## [TASK PROMPT]
Retype the data in its entirety, with no word changed.

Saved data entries
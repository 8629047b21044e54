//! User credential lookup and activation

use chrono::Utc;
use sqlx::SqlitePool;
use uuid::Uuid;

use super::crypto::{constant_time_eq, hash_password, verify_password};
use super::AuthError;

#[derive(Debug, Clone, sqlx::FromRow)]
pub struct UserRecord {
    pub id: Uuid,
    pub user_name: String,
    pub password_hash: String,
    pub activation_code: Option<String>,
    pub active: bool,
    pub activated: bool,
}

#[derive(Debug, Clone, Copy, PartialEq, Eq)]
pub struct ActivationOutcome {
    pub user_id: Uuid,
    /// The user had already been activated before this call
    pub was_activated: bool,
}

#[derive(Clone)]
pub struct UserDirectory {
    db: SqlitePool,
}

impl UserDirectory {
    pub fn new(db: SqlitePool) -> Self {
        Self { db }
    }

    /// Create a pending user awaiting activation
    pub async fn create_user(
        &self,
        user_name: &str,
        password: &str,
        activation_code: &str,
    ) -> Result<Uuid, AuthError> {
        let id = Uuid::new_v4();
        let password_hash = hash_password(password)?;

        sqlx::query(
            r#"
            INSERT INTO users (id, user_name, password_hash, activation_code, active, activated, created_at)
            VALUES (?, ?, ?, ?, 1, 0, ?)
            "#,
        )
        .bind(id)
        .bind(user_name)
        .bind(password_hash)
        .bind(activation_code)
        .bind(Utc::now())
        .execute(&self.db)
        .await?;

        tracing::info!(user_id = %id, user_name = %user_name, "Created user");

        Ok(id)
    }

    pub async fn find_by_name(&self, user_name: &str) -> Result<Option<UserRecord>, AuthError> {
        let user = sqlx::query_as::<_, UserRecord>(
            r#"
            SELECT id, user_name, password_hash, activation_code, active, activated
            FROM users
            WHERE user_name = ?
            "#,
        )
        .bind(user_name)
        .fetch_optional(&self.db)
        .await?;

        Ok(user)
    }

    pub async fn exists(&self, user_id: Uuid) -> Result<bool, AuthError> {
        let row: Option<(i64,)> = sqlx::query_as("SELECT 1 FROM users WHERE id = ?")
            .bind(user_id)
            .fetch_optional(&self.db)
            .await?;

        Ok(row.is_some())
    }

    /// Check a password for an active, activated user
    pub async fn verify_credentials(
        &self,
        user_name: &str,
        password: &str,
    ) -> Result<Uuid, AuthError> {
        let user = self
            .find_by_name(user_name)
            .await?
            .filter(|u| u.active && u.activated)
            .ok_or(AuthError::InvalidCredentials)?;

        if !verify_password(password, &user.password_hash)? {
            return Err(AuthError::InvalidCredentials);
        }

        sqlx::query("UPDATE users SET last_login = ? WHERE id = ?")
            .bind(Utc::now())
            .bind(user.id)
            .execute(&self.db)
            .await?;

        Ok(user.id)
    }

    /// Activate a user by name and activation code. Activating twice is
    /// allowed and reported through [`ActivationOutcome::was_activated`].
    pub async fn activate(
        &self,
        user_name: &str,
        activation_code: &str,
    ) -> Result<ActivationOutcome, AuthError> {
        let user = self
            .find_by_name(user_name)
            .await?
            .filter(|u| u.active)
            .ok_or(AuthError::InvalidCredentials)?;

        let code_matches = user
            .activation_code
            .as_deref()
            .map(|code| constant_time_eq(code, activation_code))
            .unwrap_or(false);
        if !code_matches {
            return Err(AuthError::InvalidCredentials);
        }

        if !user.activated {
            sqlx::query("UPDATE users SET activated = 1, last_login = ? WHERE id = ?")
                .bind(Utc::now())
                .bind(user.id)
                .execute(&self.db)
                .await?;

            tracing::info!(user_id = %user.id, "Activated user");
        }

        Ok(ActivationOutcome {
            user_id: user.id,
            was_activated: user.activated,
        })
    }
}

## [ANSWER TO THIS TASK]
repository 8629047b21044e54
//! User credential lookup and activation

use chrono::Utc;
use sqlx::SqlitePool;
use uuid::Uuid;

use super::crypto::{constant_time_eq, hash_password, verify_password};
use super::AuthError;

#[derive(Debug, Clone, sqlx::FromRow)]
pub struct UserRecord {
    pub id: Uuid,
    pub user_name: String,
    pub password_hash: String,
    pub activation_code: Option<String>,
    pub active: bool,
    pub activated: bool,
}

#[derive(Debug, Clone, Copy, PartialEq, Eq)]
pub struct ActivationOutcome {
    pub user_id: Uuid,
    /// The user had already been activated before this call
    pub was_activated: bool,
}

#[derive(Clone)]
pub struct UserDirectory {
    db: SqlitePool,
}

impl UserDirectory {
    pub fn new(db: SqlitePool) -> Self {
        Self { db }
    }

    /// Create a pending user awaiting activation
    pub async fn create_user(
        &self,
        user_name: &str,
        password: &str,
        activation_code: &str,
    ) -> Result<Uuid, AuthError> {
        let id = Uuid::new_v4();
        let password_hash = hash_password(password)?;

        sqlx::query(
            r#"
            INSERT INTO users (id, user_name, password_hash, activation_code, active, activated, created_at)
            VALUES (?, ?, ?, ?, 1, 0, ?)
            "#,
        )
        .bind(id)
        .bind(user_name)
        .bind(password_hash)
        .bind(activation_code)
        .bind(Utc::now())
        .execute(&self.db)
        .await?;

        tracing::info!(user_id = %id, user_name = %user_name, "Created user");

        Ok(id)
    }

    pub async fn find_by_name(&self, user_name: &str) -> Result<Option<UserRecord>, AuthError> {
        let user = sqlx::query_as::<_, UserRecord>(
            r#"
            SELECT id, user_name, password_hash, activation_code, active, activated
            FROM users
            WHERE user_name = ?
            "#,
        )
        .bind(user_name)
        .fetch_optional(&self.db)
        .await?;

        Ok(user)
    }

    pub async fn exists(&self, user_id: Uuid) -> Result<bool, AuthError> {
        let row: Option<(i64,)> = sqlx::query_as("SELECT 1 FROM users WHERE id = ?")
            .bind(user_id)
            .fetch_optional(&self.db)
            .await?;

        Ok(row.is_some())
    }

    /// Check a password for an active, activated user
    pub async fn verify_credentials(
        &self,
        user_name: &str,
        password: &str,
    ) -> Result<Uuid, AuthError> {
        let user = self
            .find_by_name(user_name)
            .await?
            .filter(|u| u.active && u.activated)
            .ok_or(AuthError::InvalidCredentials)?;

        if !verify_password(password, &user.password_hash)? {
            return Err(AuthError::InvalidCredentials);
        }

        sqlx::query("UPDATE users SET last_login = ? WHERE id = ?")
            .bind(Utc::now())
            .bind(user.id)
            .execute(&self.db)
            .await?;

        Ok(user.id)
    }

    /// Activate a user by name and activation code. Activating twice is
    /// allowed and reported through [`ActivationOutcome::was_activated`].
    pub async fn activate(
        &self,
        user_name: &str,
        activation_code: &str,
    ) -> Result<ActivationOutcome, AuthError> {
        let user = self
            .find_by_name(user_name)
            .await?
            .filter(|u| u.active)
            .ok_or(AuthError::InvalidCredentials)?;

        let code_matches = user
            .activation_code
            .as_deref()
            .map(|code| constant_time_eq(code, activation_code))
            .unwrap_or(false);
        if !code_matches {
            return Err(AuthError::InvalidCredentials);
        }

        if !user.activated {
            sqlx::query("UPDATE users SET activated = 1, last_login = ? WHERE id = ?")
                .bind(Utc::now())
                .bind(user.id)
                .execute(&self.db)
                .await?;

            tracing::info!(user_id = %user.id, "Activated user");
        }

        Ok(ActivationOutcome {
            user_id: user.id,
            was_activated: user.activated,
        })
    }
}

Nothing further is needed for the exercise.